Je poussai encore plus loin mon expérience et je lui appris—avec quelle peine!—à reconnaître l’heure des repas sur le cadran de la pendule.
Il me fut impossible, pendant longtemps, d’appeler son attention sur les aiguilles, mais j’arrivai à lui faire remarquer la sonnerie. Le moyen employé fut simple: je supprimai la cloche, et tout le monde se levait pour aller à table quand le petit marteau de cuivre annonçait midi.
Je m’efforçai en vain, par exemple, de lui apprendre à compter les coups. Elle se précipitait vers la porte chaque fois qu’elle entendait le timbre; mais alors, peu à peu, elle dut se rendre compte que toutes les sonneries n’avaient pas la même valeur au point de vue des repas; et son œil, guidé par son oreille, se fixa souvent sur le cadran.
L’ayant remarqué, j’eus soin chaque jour, à midi et à six heures, d’aller poser mon doigt sur le chiffre douze, et sur le chiffre six, aussitôt qu’arrivait le moment attendu par elle; et je m’aperçus bientôt qu’elle suivait attentivement la marche des petites branches de cuivre que j’avais fait souvent tourner en sa présence.
Elle avait compris! je devrais plutôt dire: elle avait saisi. J’étais parvenu à faire entrer en elle la connaissance, ou mieux la sensation de l’heure, ainsi qu’on y arrive pour des carpes, qui n’ont cependant pas la ressource des pendules, en leur donnant à manger, chaque jour, juste au même moment.

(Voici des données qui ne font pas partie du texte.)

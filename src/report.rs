//! Assembles lab records into the rendered report document.
//!
//! [`ReportBuilder`] owns the banner text and the ordered record
//! sequence, builds a configured document through
//! [`crate::builder::DocumentBuilder`] and renders each record as a
//! section: a filled title bar, a "Source Code:" label, the bordered
//! listing block, a "Terminal Output:" label and the bordered transcript
//! block.  Styles are attached per element, so no section can leak font
//! or color state into the next one.

use std::cell::Cell;
use std::fs;
use std::io;
use std::path::Path;
use std::rc::Rc;

use genpdf::elements::{Break, Paragraph};
use genpdf::error::Error;
use genpdf::style::{Color, Style};
use genpdf::{Alignment, Element, Margins};

use crate::builder::{BuiltDocument, DocumentBuilder};
use crate::elements::{PageAnchor, TextBox};
use crate::model::LabRecord;

const BANNER_FONT_SIZE: u8 = 12;
const TITLE_FONT_SIZE: u8 = 12;
const MONO_FONT_SIZE: u8 = 10;

// Cell colors of the published report.
const TITLE_FILL: Color = Color::Rgb(200, 220, 255);
const CODE_FILL: Color = Color::Rgb(240, 240, 240);
const OUTPUT_FILL: Color = Color::Rgb(30, 30, 30);
const OUTPUT_TEXT: Color = Color::Rgb(50, 255, 50);
const LABEL_ON_DARK: Color = Color::Rgb(255, 255, 255);
const BORDER: Color = Color::Rgb(0, 0, 0);

/// A fully rendered report held in memory.
pub struct RenderedPdf {
    /// The serialized PDF document.
    pub bytes: Vec<u8>,
}

/// Builder that accumulates records and renders the report.
pub struct ReportBuilder {
    banner: String,
    records: Vec<LabRecord>,
}

impl ReportBuilder {
    /// Creates a builder with the given page banner and no records.
    pub fn new(banner: impl Into<String>) -> Self {
        Self {
            banner: banner.into(),
            records: Vec::new(),
        }
    }

    /// Appends one record and returns the updated builder.
    pub fn add_record(mut self, record: LabRecord) -> Self {
        self.records.push(record);
        self
    }

    /// Appends records in iteration order and returns the updated builder.
    pub fn add_records<I>(mut self, records: I) -> Self
    where
        I: IntoIterator<Item = LabRecord>,
    {
        self.records.extend(records);
        self
    }

    /// Returns the records in report order.
    pub fn records(&self) -> &[LabRecord] {
        &self.records
    }

    fn assemble(&self) -> Result<(genpdf::Document, Vec<Rc<Cell<Option<usize>>>>), Error> {
        let page_counter = Rc::new(Cell::new(0));
        let banner = self.banner.clone();

        let BuiltDocument {
            mut document,
            monospace,
        } = DocumentBuilder::new()
            .with_margins(Margins::trbl(10, 10, 15, 10))
            .with_page_counter(Rc::clone(&page_counter))
            .with_header(move |_page| {
                let mut line = Paragraph::new(banner.clone());
                line.set_alignment(Alignment::Center);
                line.styled(Style::new().bold().with_font_size(BANNER_FONT_SIZE))
                    .padded(Margins::trbl(0, 0, 10, 0))
            })
            .build()?;

        document.set_title(self.banner.clone());

        let title_style = Style::new().bold().with_font_size(TITLE_FONT_SIZE);
        let mono = Style::new()
            .with_font_family(monospace)
            .with_font_size(MONO_FONT_SIZE);
        let output_label_style = mono.bold().with_color(LABEL_ON_DARK);
        let output_style = mono.bold().with_color(OUTPUT_TEXT);

        let mut section_pages = Vec::with_capacity(self.records.len());
        for record in &self.records {
            // Anchored to the title bar so a section pushed to the next
            // page by an overflow records the page it actually lands on.
            let slot = Rc::new(Cell::new(None));
            let title = TextBox::new(record.title(), title_style).with_fill(TITLE_FILL);
            document.push(PageAnchor::new(
                title,
                Rc::clone(&page_counter),
                Rc::clone(&slot),
            ));
            section_pages.push(slot);
            document.push(Break::new(1));

            document.push(Paragraph::new("Source Code:").styled(mono));
            document.push(
                TextBox::new(record.code(), mono)
                    .with_fill(CODE_FILL)
                    .with_border(BORDER),
            );
            document.push(Break::new(1));

            document.push(TextBox::new("Terminal Output:", output_label_style).with_fill(OUTPUT_FILL));
            document.push(
                TextBox::new(record.output(), output_style)
                    .with_fill(OUTPUT_FILL)
                    .with_border(BORDER),
            );
            document.push(Break::new(2));
        }

        Ok((document, section_pages))
    }

    /// Renders the report into memory.
    pub fn render(&self) -> Result<RenderedPdf, Error> {
        let (document, _section_pages) = self.assemble()?;
        let mut bytes = Vec::new();
        document.render(&mut bytes)?;
        Ok(RenderedPdf { bytes })
    }

    /// Renders the report and injects an outline entry per record.
    #[cfg(feature = "bookmarks")]
    pub fn render_with_bookmarks(&self) -> Result<RenderedPdf, Error> {
        let (document, section_pages) = self.assemble()?;
        let mut bytes = Vec::new();
        document.render(&mut bytes)?;

        let pages: Vec<Option<usize>> = section_pages.iter().map(|slot| slot.get()).collect();
        let bytes = crate::bookmarks::apply_record_bookmarks(&bytes, &self.records, &pages)
            .map_err(|err| {
                Error::new(
                    format!("Failed to attach record bookmarks: {}", err),
                    io::Error::new(io::ErrorKind::Other, err.to_string()),
                )
            })?;

        Ok(RenderedPdf { bytes })
    }

    /// Renders the report and writes it to `path`.
    pub fn render_to_file(&self, path: impl AsRef<Path>) -> Result<(), Error> {
        let path = path.as_ref();
        let pdf = self.render()?;
        fs::write(path, &pdf.bytes).map_err(|err| {
            Error::new(
                format!("Failed to write report to {}", path.display()),
                io::Error::new(err.kind(), err.to_string()),
            )
        })
    }
}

Une fois ce résultat acquis, tous les instruments d’horlogerie existants dans la maison occupèrent son attention d’une façon exclusive. Elle passait son temps à les regarder, à les écouter, à attendre les heures. Il arriva même une chose assez drôle. La sonnerie d’un joli cartel Louis XVI suspendu à la tête de son lit s’étant détraquée, elle s’en aperçut. Elle attendait depuis vingt minutes, l’œil sur l’aiguille, que le timbre annonçât dix heures. Mais, quand l’aiguille eut passé le chiffre, elle demeura stupéfaite de ne rien entendre, tellement stupéfaite qu’elle s’assit, remuée sans doute par une de ces émotions violentes qui nous secouent en face des grandes catastrophes. Et elle eut l’étrange patience de demeurer devant la petite mécanique jusqu’à onze heures, pour voir ce qui allait arriver. Elle n’entendit encore rien, naturellement; alors, saisie tout à coup soit de la colère folle de l’être trompé, déçu, soit de l’épouvante de l’être effaré devant un mystère redoutable, soit de l’impatience furieuse de l’être passionné qui rencontre un obstacle, elle saisit la pincette de la cheminée et frappa le cartel avec tant de force qu’elle le mit en pièces en une seconde.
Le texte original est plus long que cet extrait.